Duets for Valentines Day

Valentine’s Day is typically celebrated in pairs. So while you’re searching your music collection for love songs to wine and dine to, why not choose a few duets to celebrate your togetherness?

The Oracle catalogues some of the best duet love songs for your Valentine’s Day listening pleasure.

“Paradise by the Dashboard Light” – Meat Loaf and Ellen Foley

They were barely 17 and they were barely dressed. This epic love ballad from 1977 depicts two young lovers about to go “all the way” in a car parked by a lake. This song is great because it time travels, has an extended sports metaphor and is just way too fun to not sing at the top of your lungs.

The first part of the song talks about the burning passion between the two “glowing like the metal on the edge of a knife” until it breaks into a clip of a baseball broadcast by Yankees announcer Phil Rizzuto.

Just before the boy can “steal home,” the girl, Ellen Foley, demands in an outburst that the boy vow to love her forever. After begging to let him “sleep on it,” he finally accepts the vow.

The third part of the song shifts to present day, when the two characters can’t stand each other. Now the boy is “praying for the end of time” because he won’t break his vow.

“Lucky” – Jason Mraz and Colbie Caillat

Want to make other couples hate you? Memorize the lines to this duet and watch as those around you marvel in your cuteness as you sing: “I’m lucky I’m in love with my best friend, lucky to have been where I have been, lucky to be coming home again.”

This 2010 Grammy winner for Best Pop Collaboration With Vocals is a classic back-and-forth between guy and girl proclaiming their love to one another. The best parts are when Mraz and Caillat’s voices stagger and then suddenly harmonize in the bridge between verses.

“I Got You Babe” – Sonny and Cher

Before this was the song that Bill Murray woke up to in “Groundhog Day,” it was the No.1 pop song of August 1965. The song is laced in youthful optimism, with the opening: “They say we’re young and we don’t know, we won’t find out until we grow. Well I don’t know if all that’s true, ‘cause you got me, and baby I got you.”

Of course, this optimism ran dry 10 years later when the couple divorced and the group split. Cher went on to a successful solo career while Sonny Bono was elected to Congress.

“If I Ain’t Got You (Remix)” – Alicia Keys and Usher

Keys’ solo rendition of this ballad won the Grammy for Best Female R&B Vocal Performance, so adding in Usher for the remix was a no-brainer. The two showed Beyonce and Jay-Z how a real contemporary duet is done with this powerful vocal performance.
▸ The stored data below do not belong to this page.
/// Phase changing the leader election state, executed on `server`.
fn set_leader_election(
    enable: Vec<Server>,
    disable: Vec<Server>,
    server: &UpdateServer,
    key: &str,
    description: String,
) -> Phase {
    Phase::new(format!("{key}-{}", server.hostname()), description)
        .with_executor(PhaseKind::Election)
        .with_data(PhaseData {
            server: Some(server.server.clone()),
            election_change: Some(election_change(enable, disable)),
            ..Default::default()
        })
}
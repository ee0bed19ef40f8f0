//! Prometheus metrics for plan execution.

use std::sync::Arc;
use std::time::Duration;

use axum::extract::State;
use axum::http::StatusCode;
use axum::response::IntoResponse;
use prometheus_client::encoding::EncodeLabelSet;
use prometheus_client::encoding::text::encode;
use prometheus_client::metrics::counter::Counter;
use prometheus_client::metrics::family::Family;
use prometheus_client::metrics::histogram::Histogram;
use prometheus_client::registry::Registry;

use crate::plan::PhaseKind;

/// Labels for phase execution results.
#[derive(Clone, Debug, Hash, PartialEq, Eq, EncodeLabelSet)]
pub struct PhaseResultLabels {
    pub kind: String,
    pub result: String,
}

/// Labels for per-kind metrics.
#[derive(Clone, Debug, Hash, PartialEq, Eq, EncodeLabelSet)]
pub struct PhaseKindLabels {
    pub kind: String,
}

/// Labels for operation outcomes.
#[derive(Clone, Debug, Hash, PartialEq, Eq, EncodeLabelSet)]
pub struct OperationLabels {
    pub result: String,
}

/// All Prometheus metrics for the orchestrator.
pub struct Metrics {
    pub phase_executions: Family<PhaseResultLabels, Counter>,
    pub phase_duration_seconds: Family<PhaseKindLabels, Histogram>,
    pub phase_rollbacks: Family<PhaseKindLabels, Counter>,
    pub operations_finished: Family<OperationLabels, Counter>,
}

/// Buckets for phase duration (1s to 1h): system upgrades and drains can take
/// tens of minutes.
const PHASE_DURATION_BUCKETS: &[f64] = &[
    1.0, 5.0, 10.0, 30.0, 60.0, 120.0, 300.0, 600.0, 1800.0, 3600.0,
];

impl Metrics {
    /// Create and register all metrics with the given registry.
    pub fn new(registry: &mut Registry) -> Self {
        let phase_executions = Family::<PhaseResultLabels, Counter>::default();
        registry.register(
            "cuo_phase_executions",
            "Total number of phase executions by kind and result",
            phase_executions.clone(),
        );

        let phase_duration_seconds =
            Family::<PhaseKindLabels, Histogram>::new_with_constructor(|| {
                Histogram::new(PHASE_DURATION_BUCKETS.iter().copied())
            });
        registry.register(
            "cuo_phase_duration_seconds",
            "Time spent executing a phase in seconds",
            phase_duration_seconds.clone(),
        );

        let phase_rollbacks = Family::<PhaseKindLabels, Counter>::default();
        registry.register(
            "cuo_phase_rollbacks",
            "Total number of phases rolled back",
            phase_rollbacks.clone(),
        );

        let operations_finished = Family::<OperationLabels, Counter>::default();
        registry.register(
            "cuo_operations_finished",
            "Total number of operations marked finished by result",
            operations_finished.clone(),
        );

        Self {
            phase_executions,
            phase_duration_seconds,
            phase_rollbacks,
            operations_finished,
        }
    }

    /// Record one phase execution attempt.
    pub fn observe_phase(&self, kind: PhaseKind, result: &str, duration: Duration) {
        self.phase_executions
            .get_or_create(&PhaseResultLabels {
                kind: kind.to_string(),
                result: result.to_string(),
            })
            .inc();
        self.phase_duration_seconds
            .get_or_create(&PhaseKindLabels {
                kind: kind.to_string(),
            })
            .observe(duration.as_secs_f64());
    }

    pub fn record_rollback(&self, kind: PhaseKind) {
        self.phase_rollbacks
            .get_or_create(&PhaseKindLabels {
                kind: kind.to_string(),
            })
            .inc();
    }

    pub fn record_operation(&self, result: &str) {
        self.operations_finished
            .get_or_create(&OperationLabels {
                result: result.to_string(),
            })
            .inc();
    }
}

/// Axum handler that encodes the registry as OpenMetrics text.
async fn metrics_handler(State(registry): State<Arc<Registry>>) -> impl IntoResponse {
    let mut buf = String::new();
    if encode(&mut buf, &registry).is_err() {
        return (
            StatusCode::INTERNAL_SERVER_ERROR,
            "Failed to encode metrics".to_string(),
        );
    }
    (StatusCode::OK, buf)
}

/// Start the metrics server on the given port.
pub async fn serve(port: u16, registry: Arc<Registry>) -> anyhow::Result<()> {
    use axum::Router;
    use axum::routing::get;
    use tokio::net::TcpListener;
    use tracing::info;

    let app = Router::new()
        .route("/metrics", get(metrics_handler))
        .with_state(registry);

    let listener = TcpListener::bind(format!("0.0.0.0:{port}")).await?;
    info!("Metrics server listening on port {}", port);
    axum::serve(listener, app).await?;
    Ok(())
}
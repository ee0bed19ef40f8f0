//! CLI configuration and argument parsing.

use std::path::PathBuf;
use std::time::Duration;

use clap::{Args as ClapArgs, Parser, Subcommand};

use crate::output::OutputFormat;
use crate::telemetry::logging::LogFormat;
use crate::{BUILD_DATE, COMMIT, VERSION};

/// Environment variable names shared between argument parsing and docs.
pub mod env {
    pub const STATE_DIR: &str = "CUO_STATE_DIR";
    pub const LOG_LEVEL: &str = "CUO_LOG_LEVEL";
    pub const LOG_FORMAT: &str = "CUO_LOG_FORMAT";
    pub const AGENT_PORT: &str = "CUO_AGENT_PORT";
    pub const SLACK_WEBHOOK_URL: &str = "SLACK_WEBHOOK_URL";
}

/// Cluster update orchestrator.
///
/// Builds a phased update plan for a cluster and executes, resumes or
/// rolls back its phases.
#[derive(Parser, Debug, Clone)]
#[command(name = "cuo")]
#[command(about = "Cluster update orchestrator")]
#[command(version = const_format::formatcp!(
    "{} (commit: {}, build date: {})",
    VERSION, COMMIT, BUILD_DATE
))]
pub struct Args {
    /// Directory holding operation state
    #[arg(long, global = true, env = env::STATE_DIR, default_value = ".cuo")]
    pub state_dir: PathBuf,

    /// Log level (trace, debug, info, warn, error)
    #[arg(long, global = true, env = env::LOG_LEVEL, default_value = "info")]
    pub log_level: String,

    /// Log line format
    #[arg(long, global = true, env = env::LOG_FORMAT, value_enum, default_value_t)]
    pub log_format: LogFormat,

    #[command(subcommand)]
    pub command: Command,
}

/// Available subcommands.
#[derive(Subcommand, Debug, Clone)]
pub enum Command {
    /// Create or inspect update plans
    #[command(subcommand)]
    Plan(PlanCommand),

    /// Execute a phase and everything below it (the whole plan by default)
    #[command(after_help = r#"Examples:
  cuo execute                        Execute or resume the whole plan
  cuo execute /masters               Execute the masters phase
  cuo execute /checks --force        Re-run a completed phase"#)]
    Execute {
        /// Phase path
        #[arg(value_name = "PHASE", default_value = "/")]
        phase: String,

        #[command(flatten)]
        run: RunArgs,
    },

    /// Roll back a phase and everything below it
    Rollback {
        /// Phase path
        #[arg(value_name = "PHASE")]
        phase: String,

        #[command(flatten)]
        run: RunArgs,
    },

    /// Mark the operation finished, completed or failed by plan state
    Complete {
        #[arg(long)]
        operation_id: Option<String>,

        /// Slack Incoming Webhook for lifecycle notifications
        #[arg(long, env = env::SLACK_WEBHOOK_URL, hide_env_values = true)]
        slack_webhook_url: Option<String>,
    },
}

/// Plan subcommands.
#[derive(Subcommand, Debug, Clone)]
pub enum PlanCommand {
    /// Build a plan from a cluster snapshot and store it as a new operation
    Create {
        /// Cluster snapshot (YAML)
        #[arg(long, value_name = "FILE")]
        snapshot: PathBuf,

        /// Operation id [default: <cluster>-<timestamp>]
        #[arg(long)]
        operation_id: Option<String>,
    },

    /// Show the plan of an operation
    Show {
        #[arg(long)]
        operation_id: Option<String>,

        #[arg(short, long, value_enum, default_value_t)]
        output: OutputFormat,
    },
}

/// Flags shared by `execute` and `rollback`.
#[derive(ClapArgs, Debug, Clone)]
pub struct RunArgs {
    /// Operation to act on [default: the operation in progress]
    #[arg(long)]
    pub operation_id: Option<String>,

    /// Skip prerequisite and dependent checks
    #[arg(long, default_value = "false")]
    pub force: bool,

    /// Log what would be done without running executors or saving state
    #[arg(long, default_value = "false")]
    pub dry_run: bool,

    /// Port of the update agent on each server
    #[arg(long, env = env::AGENT_PORT, default_value = "3012")]
    pub agent_port: u16,

    /// Limit on the duration of a single phase, in seconds
    #[arg(long, default_value = "3600")]
    pub phase_timeout: u64,

    /// Do not use the Kubernetes API; node operations go to the agent
    #[arg(long, default_value = "false")]
    pub no_kube: bool,

    /// Serve Prometheus metrics on this port while running
    #[arg(long)]
    pub metrics_port: Option<u16>,

    /// Slack Incoming Webhook for lifecycle notifications
    #[arg(long, env = env::SLACK_WEBHOOK_URL, hide_env_values = true)]
    pub slack_webhook_url: Option<String>,
}

impl RunArgs {
    pub const fn phase_timeout(&self) -> Duration {
        Duration::from_secs(self.phase_timeout)
    }

    pub fn slack_webhook_url(&self) -> Option<&str> {
        non_empty(self.slack_webhook_url.as_deref())
    }
}

/// Treat an empty flag or variable as unset.
pub fn non_empty(value: Option<&str>) -> Option<&str> {
    value.filter(|v| !v.trim().is_empty())
}

#[cfg(test)]
mod tests {
    use super::*;
    use clap::CommandFactory;

    #[test]
    fn test_cli_definition() {
        Args::command().debug_assert();
    }

    #[test]
    fn test_execute_defaults_to_root() {
        let args = Args::try_parse_from(["cuo", "execute"]).unwrap();
        let Command::Execute { phase, run } = args.command else {
            panic!("expected execute");
        };
        assert_eq!(phase, "/");
        assert!(!run.force);
        assert!(!run.dry_run);
        assert_eq!(run.phase_timeout(), Duration::from_secs(3600));
    }

    #[test]
    fn test_rollback_requires_phase() {
        assert!(Args::try_parse_from(["cuo", "rollback"]).is_err());
        let args =
            Args::try_parse_from(["cuo", "rollback", "/masters", "--force", "--dry-run"]).unwrap();
        let Command::Rollback { phase, run } = args.command else {
            panic!("expected rollback");
        };
        assert_eq!(phase, "/masters");
        assert!(run.force);
        assert!(run.dry_run);
    }

    #[test]
    fn test_plan_create_and_global_flags() {
        let args = Args::try_parse_from([
            "cuo",
            "plan",
            "create",
            "--snapshot",
            "snapshot.yaml",
            "--state-dir",
            "/var/lib/cuo",
            "--log-format",
            "json",
        ])
        .unwrap();
        assert_eq!(args.state_dir, PathBuf::from("/var/lib/cuo"));
        assert_eq!(args.log_format, LogFormat::Json);
        assert!(matches!(
            args.command,
            Command::Plan(PlanCommand::Create { ref snapshot, operation_id: None })
                if snapshot == &PathBuf::from("snapshot.yaml")
        ));
    }

    #[test]
    fn test_plan_show_output() {
        let args = Args::try_parse_from(["cuo", "plan", "show", "-o", "yaml"]).unwrap();
        assert!(matches!(
            args.command,
            Command::Plan(PlanCommand::Show {
                output: OutputFormat::Yaml,
                ..
            })
        ));
    }

    #[test]
    fn test_non_empty() {
        assert_eq!(non_empty(None), None);
        assert_eq!(non_empty(Some("")), None);
        assert_eq!(non_empty(Some("  ")), None);
        assert_eq!(
            non_empty(Some("https://hooks.slack.com/services/T0/B0/x")),
            Some("https://hooks.slack.com/services/T0/B0/x")
        );
    }
}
The best part is when their voices harmonize, climbing into crescendo as they sing the line “three dozen roses.” Though the lyrics are practically incomprehensible, it offers guaranteed goosebumps.

“Endless Love” – Lionel Richie and Diana Ross

Many know this as the song from the ice skating scene in “Happy Gilmore.” Yet the song was actually written for another movie that shares its title. It was nominated for the Academy Award for Best Original Song in 1981.

Billboard named it the greatest song duet of all time and it has been covered by Luther Vandross with Mariah Carey as well as Kenny Rogers.